-- AVAILABLE DATA --
impl Motion {
    /// Whether this motion moves between lines while keeping the column goal.
    pub fn is_vertical(&self) -> bool {
        matches!(self, Motion::Up | Motion::Down)
    }

    /// Calculate where this motion lands.
    ///
    /// When `operator` is true, the motion is being used to select text, which lets it land on
    /// the end of a line. Returns `None` when the motion fails, like `fx` when there is no `x`
    /// after the cursor.
    pub fn eval(
        &self,
        buf: &TextBuffer,
        cursor: &Cursor,
        count: Option<usize>,
        operator: bool,
    ) -> Option<MotionTarget> {
        let n = count.unwrap_or(1).max(1);
        let y = cursor.y.min(buf.max_line_idx());
        let len = buf.get_columns(y);

        match self {
            Motion::Left => {
                let x = cursor.x.min(len).saturating_sub(n);

                Some(MotionTarget::new(Cursor::new(y, x), MotionKind::Exclusive))
            },
            Motion::Right => {
                let max = buf.max_column_idx(y, operator);
                let x = cursor.x.saturating_add(n).min(max);

                Some(MotionTarget::new(Cursor::new(y, x), MotionKind::Exclusive))
            },
            Motion::Up | Motion::Down => {
                let target = if let Motion::Up = self {
                    y.saturating_sub(n)
                } else {
                    y.saturating_add(n).min(buf.max_line_idx())
                };

                if target == y && operator {
                    return None;
                }

                let mut pos = cursor.clone();
                pos.y = target;
                pos.x = pos.xgoal.min(buf.max_column_idx(target, false));

                Some(MotionTarget::new(pos, MotionKind::LineWise))
            },
            Motion::LineFirstWord(dir) => {
                let target = match dir {
                    MoveDir1D::Previous => y.saturating_sub(n),
                    MoveDir1D::Next => y.saturating_add(n).min(buf.max_line_idx()),
                };

                if target == y && operator {
                    return None;
                }

                let pos = Cursor::new(target, buf.first_word(target));

                Some(MotionTarget::new(pos, MotionKind::LineWise))
            },
            Motion::CurrentLineFirstWord => {
                let target = y.saturating_add(n - 1).min(buf.max_line_idx());
                let pos = Cursor::new(target, buf.first_word(target));

                Some(MotionTarget::new(pos, MotionKind::LineWise))
            },
            Motion::WordStart(style, MoveDir1D::Next) => {
                let mut pos = Cursor::new(y, cursor.x.min(len));

                for i in 0..n {
                    let last = i + 1 == n;
                    pos = word_start_next(buf, &pos, *style, operator && last);
                }

                Some(MotionTarget::new(pos, MotionKind::Exclusive))
            },
            Motion::WordStart(style, MoveDir1D::Previous) => {
                let mut pos = Cursor::new(y, cursor.x.min(len));

                for _ in 0..n {
                    pos = word_start_prev(buf, &pos, *style);
                }

                Some(MotionTarget::new(pos, MotionKind::Exclusive))
            },
            Motion::WordEnd(style) => {
                let mut pos = Cursor::new(y, cursor.x.min(len));

                for _ in 0..n {
                    pos = word_end_next(buf, &pos, *style);
                }

                Some(MotionTarget::new(pos, MotionKind::Inclusive))
            },
            Motion::WordEndCurrent(style) => {
                let mut pos = word_end_current(buf, &Cursor::new(y, cursor.x.min(len)), *style);

                for _ in 1..n {
                    pos = word_end_next(buf, &pos, *style);
                }

                Some(MotionTarget::new(pos, MotionKind::Inclusive))
            },
            Motion::LineStart => Some(MotionTarget::new(Cursor::new(y, 0), MotionKind::Exclusive)),
            Motion::FirstWord => {
                let pos = Cursor::new(y, buf.first_word(y));

                Some(MotionTarget::new(pos, MotionKind::Exclusive))
            },
            Motion::LineEnd => {
                let target = y.saturating_add(n - 1).min(buf.max_line_idx());

                if operator {
                    let pos = Cursor::new(target, buf.get_columns(target));

                    return Some(MotionTarget::new(pos, MotionKind::Exclusive));
                }

                let mut pos = Cursor::new(target, buf.max_column_idx(target, false));
                pos.goal_end();

                Some(MotionTarget::new(pos, MotionKind::Inclusive))
            },
            Motion::GotoLine(default) => {
                let target = match (count, default) {
                    (Some(c), _) => c.max(1) - 1,
                    (None, MoveDir1D::Previous) => 0,
                    (None, MoveDir1D::Next) => buf.max_line_idx(),
                };
                let target = target.min(buf.max_line_idx());
                let pos = Cursor::new(target, buf.first_word(target));

                Some(MotionTarget::new(pos, MotionKind::LineWise))
            },
            Motion::FindChar(search, repeat) => {
                let x = find_char(buf.line(y), cursor.x, search, *repeat, n)?;
                let kind = match search.dir {
                    MoveDir1D::Next => MotionKind::Inclusive,
                    MoveDir1D::Previous => MotionKind::Exclusive,
                };

                Some(MotionTarget::new(Cursor::new(y, x), kind))
            },
            Motion::MatchPair => {
                if let Some(pct) = count {
                    let pct = pct.min(100);
                    let target = (pct * buf.get_lines()).div_ceil(100).max(1) - 1;
                    let target = target.min(buf.max_line_idx());
                    let pos = Cursor::new(target, buf.first_word(target));

                    return Some(MotionTarget::new(pos, MotionKind::LineWise));
                }

                let pos = match_pair(buf, &Cursor::new(y, cursor.x))?;

                Some(MotionTarget::new(pos, MotionKind::Inclusive))
            },
            Motion::Paragraph(dir) => {
                let pos = paragraph(buf, y, *dir, n);

                Some(MotionTarget::new(pos, MotionKind::Exclusive))
            },
            Motion::Search(regex, dir, wrap) => {
                let mut pos = Cursor::new(y, cursor.x.min(len));

                for _ in 0..n {
                    pos = search(buf, &pos, regex, *dir, *wrap)?;
                }

                Some(MotionTarget::new(pos, MotionKind::Exclusive))
            },
        }
    }
}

-- ACTIVITY --
Your reply must contain the line with "let pct = pct.min(100);" and each later line of the material, word for word, and nothing else.

-- SOLUTION TO THIS PROBLEM --
                    let pct = pct.min(100);
                    let target = (pct * buf.get_lines()).div_ceil(100).max(1) - 1;
                    let target = target.min(buf.max_line_idx());
                    let pos = Cursor::new(target, buf.first_word(target));

                    return Some(MotionTarget::new(pos, MotionKind::LineWise));
                }

                let pos = match_pair(buf, &Cursor::new(y, cursor.x))?;

                Some(MotionTarget::new(pos, MotionKind::Inclusive))
            },
            Motion::Paragraph(dir) => {
                let pos = paragraph(buf, y, *dir, n);

                Some(MotionTarget::new(pos, MotionKind::Exclusive))
            },
            Motion::Search(regex, dir, wrap) => {
                let mut pos = Cursor::new(y, cursor.x.min(len));

                for _ in 0..n {
                    pos = search(buf, &pos, regex, *dir, *wrap)?;
                }

                Some(MotionTarget::new(pos, MotionKind::Exclusive))
            },
        }
    }
}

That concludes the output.